Caching
💡 Core Concepts of Caching
Caching is a strategy to store copies of data in a faster, typically smaller, storage layer closer to the consumer (CPU, client, or server process).
- Goal: The primary goals are to lower latency (faster access) and increase throughput (handle more requests per second). It can also decrease network cost by reducing data sent over the network.
- Trade-off: Caching often involves a trade-off where you sacrifice some consistency for speed, as the cached data might be slightly out-of-date or “stale.”
- Examples:
- Single Computer: CPU Cache (fastest, smallest) $\rightarrow$ RAM $\rightarrow$ Disk (slowest, largest).
- Distributed Systems: In-memory store (like Redis) $\rightarrow$ Database (Disk storage).
💻 Client-Side Caching (Browser Caching)
The web browser uses caching to store static content (like JavaScript, CSS, or HTML files) on the user’s local disk, which is still much faster than a network request.
- Static Content: The data must be content that is not expected to change frequently.
- Mechanism: The server uses the
Cache-ControlHTTP header (e.g.,max-age=3600) in the response to instruct the browser on how long (in seconds) it can cache the resource. - Performance: Reading from a local disk cache is typically in the order of milliseconds, whereas a full network request can take 0.1 seconds or more.
🎯 Cache Hits and Misses
This terminology is used across all levels of caching to describe the outcome of a request to the cache:
- Cache Hit: The requested data is found in the cache and is not expired (stale). The request is served quickly from the cache.
- Cache Miss: The requested data is not found in the cache, or it is found but has expired (is stale). A request must then be made to the slower, primary data store (e.g., disk or origin server).
- Cache Ratio: The measure of caching efficiency. $$\text{Cache Ratio} = \frac{\text{Total Hits}}{\text{Total Hits} + \text{Total Misses}}$$ The goal is to maximize this ratio.

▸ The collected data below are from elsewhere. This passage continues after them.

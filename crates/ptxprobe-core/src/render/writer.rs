//! Extensible finding writers.
//!
//! This module provides the [`FindingWriter`] trait for customizing how
//! findings are written to output.

use super::{ascii_text, display_text, hex_dump, to_hex};
use crate::buffer::HeaderPreview;
use crate::diff::{DiffReport, Side};
use crate::fields::CandidateField;
use crate::search::Occurrence;
use crate::strings::ExtractedString;
use std::fmt::{Result, Write};

/// Trait for writing findings to output.
///
/// Every method defaults to doing nothing, so an implementation only needs
/// to handle the record kinds it cares about.
///
/// # Example
///
/// ```
/// use ptxprobe_core::render::FindingWriter;
/// use ptxprobe_core::search::Occurrence;
///
/// #[derive(Default)]
/// struct PositionCollector {
///     positions: Vec<usize>,
/// }
///
/// impl FindingWriter for PositionCollector {
///     fn write_occurrence(&mut self, occurrence: &Occurrence) -> std::fmt::Result {
///         self.positions.push(occurrence.position);
///         Ok(())
///     }
/// }
/// ```
pub trait FindingWriter {
    /// Write the leading bytes of a file
    fn write_header(&mut self, header: &HeaderPreview) -> Result {
        let _ = header;
        Ok(())
    }

    /// Write a marker search hit
    fn write_occurrence(&mut self, occurrence: &Occurrence) -> Result {
        let _ = occurrence;
        Ok(())
    }

    /// Write an extracted string
    fn write_string(&mut self, string: &ExtractedString) -> Result {
        let _ = string;
        Ok(())
    }

    /// Write a candidate sample-position field
    fn write_field(&mut self, field: &CandidateField) -> Result {
        let _ = field;
        Ok(())
    }

    /// Write a comparison report
    fn write_diff(&mut self, report: &DiffReport) -> Result {
        let _ = report;
        Ok(())
    }
}

/// A writer that counts findings by kind
#[derive(Debug, Default, Clone, PartialEq, Eq)]
pub struct StatsWriter {
    /// Number of headers
    pub header_count: usize,
    /// Number of marker occurrences
    pub occurrence_count: usize,
    /// Number of extracted strings
    pub string_count: usize,
    /// Number of candidate fields
    pub field_count: usize,
    /// Number of comparisons
    pub diff_count: usize,
}

impl FindingWriter for StatsWriter {
    fn write_header(&mut self, _header: &HeaderPreview) -> Result {
        self.header_count += 1;
        Ok(())
    }

    fn write_occurrence(&mut self, _occurrence: &Occurrence) -> Result {
        self.occurrence_count += 1;
        Ok(())
    }

    fn write_string(&mut self, _string: &ExtractedString) -> Result {
        self.string_count += 1;
        Ok(())
    }

    fn write_field(&mut self, _field: &CandidateField) -> Result {
        self.field_count += 1;
        Ok(())
    }

    fn write_diff(&mut self, _report: &DiffReport) -> Result {
        self.diff_count += 1;
        Ok(())
    }
}

/// Plain-text report writer
#[derive(Debug, Default)]
pub struct TextWriter {
    output: String,
}

impl TextWriter {
    /// Creates an empty writer
    pub fn new() -> Self {
        Self::default()
    }

    /// Returns the text written so far
    pub fn as_str(&self) -> &str {
        &self.output
    }

    /// Consumes the writer and returns its text
    pub fn finish(self) -> String {
        self.output
    }

    /// Append a free-form line (section titles and the like)
    pub fn line(&mut self, text: impl AsRef<str>) -> Result {
        writeln!(self.output, "{}", text.as_ref())
    }
}

impl FindingWriter for TextWriter {
    fn write_header(&mut self, header: &HeaderPreview) -> Result {
        let n = header.bytes.len();
        writeln!(self.output, "File size: {} bytes", header.total_len)?;
        writeln!(self.output, "First {} bytes (hex): {}", n, to_hex(&header.bytes))?;
        writeln!(
            self.output,
            "First {} bytes (ascii): {:?}",
            n,
            ascii_text(&header.bytes)
        )?;
        self.output.push_str(&hex_dump(&header.bytes, 0));
        Ok(())
    }

    fn write_occurrence(&mut self, occurrence: &Occurrence) -> Result {
        writeln!(
            self.output,
            "Marker: {} ({})",
            occurrence.term, occurrence.encoding
        )?;
        writeln!(self.output, "Position: {}", occurrence.position)?;
        writeln!(self.output, "Context (hex): {}", to_hex(occurrence.context()))?;
        writeln!(
            self.output,
            "Context (text): {}",
            display_text(occurrence.context())
        )
    }

    fn write_string(&mut self, string: &ExtractedString) -> Result {
        writeln!(self.output, "  {:6}: {:?}", string.start_offset, string.text)
    }

    fn write_field(&mut self, field: &CandidateField) -> Result {
        writeln!(
            self.output,
            "  Position {:6}: {:10} samples = {:6.1} seconds ({})",
            field.offset, field.raw_value, field.seconds, field.byte_order
        )
    }

    fn write_diff(&mut self, report: &DiffReport) -> Result {
        writeln!(self.output, "File 1 size: {} bytes", report.size_a)?;
        writeln!(self.output, "File 2 size: {} bytes", report.size_b)?;
        writeln!(self.output, "Size difference: {} bytes", report.size_delta)?;

        match &report.first_difference {
            Some(divergence) => {
                writeln!(self.output, "First difference at byte {}", divergence.offset)?;
                writeln!(self.output, "File 1 context: {}", to_hex(&divergence.context_a))?;
                writeln!(self.output, "File 2 context: {}", to_hex(&divergence.context_b))?;
            }
            None if report.is_identical() => writeln!(self.output, "Files are identical")?,
            None => writeln!(self.output, "No difference within the common length")?,
        }

        if let Some(trailing) = &report.trailing {
            let file = match trailing.side {
                Side::A => 1,
                Side::B => 2,
            };
            let ellipsis = if trailing.preview.len() < trailing.total_len {
                "..."
            } else {
                ""
            };
            writeln!(
                self.output,
                "Extra data in file {} ({} bytes):",
                file, trailing.total_len
            )?;
            writeln!(self.output, "Hex: {}{}", to_hex(&trailing.preview), ellipsis)?;
            writeln!(self.output, "ASCII: {:?}", trailing.ascii)?;
        }

        Ok(())
    }
}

💾 Server-Side Caching Strategies
In a server environment (like a Twitter backend), caching typically uses a fast, in-memory Key-Value store (e.g., Redis) in front of a slower, persistent database (Disk). The choice of strategy depends on the application’s tolerance for latency and consistency.
1. Write Around
- Write Operation: Skips the cache and writes directly to the primary storage (disk).
- Read Operation: Cache Miss on the first read $\rightarrow$ Read from disk $\rightarrow$ Store in cache $\rightarrow$ Return to user.
- Use Case: Only puts data in the cache if it’s actually being read. Useful when a small subset of data is popular, like popular tweets (avoiding caching millions of never-read tweets).
2. Write Through
- Write Operation: Writes to the cache $\rightarrow$ Then synchronously writes to the primary storage.
- Read Operation: Always finds the freshest data in the cache (Cache Hit).
- Use Case: Simple, ensures data is always consistent and in the cache immediately, but the write latency is higher because it waits for the slower primary storage write.
3. Write Back
- Write Operation: Writes only to the cache $\rightarrow$ Responds to the user immediately (very fast). The write to primary storage is done lazily/periodically (asynchronously).
- Inconsistency/Risk: If the server crashes before the data is dumped to disk, the data is permanently lost.
- Use Case: Used when very low write latency is critical and a small, tolerable amount of data loss is acceptable (e.g., “liking” a tweet might be OK to lose, but the tweet content itself is not).
🔄 Cache Eviction Policies
When the cache reaches its size limit, an eviction policy determines which existing piece of data to remove to make room for a new entry. The goal is to maximize the Cache Hit Ratio.
1. FIFO (First In, First Out)
- Policy: Evicts the item that was first added to the cache.
- Downside: Doesn’t consider how frequently or recently an item has been used. A very popular, old item could be evicted.
2. LRU (Least Recently Used)
- Policy: Evicts the item that was least recently used (read or written).
- Mechanism: When an item is accessed, it is moved to the “most recently used” end of the cache. Items at the “least recently used” end are evicted first.
- Use Case: Excellent for data where popularity is temporal (e.g., Twitter, where old tweets, even if once popular, eventually stop being read).
3. LFU (Least Frequently Used)
- Policy: Evicts the item that has been used the least number of times overall.
- Mechanism: Each item has a use count. The item with the lowest count is evicted first.
- Downside: An item that was extremely popular in the past but is no longer being read will stay in the cache indefinitely because its total usage count is high.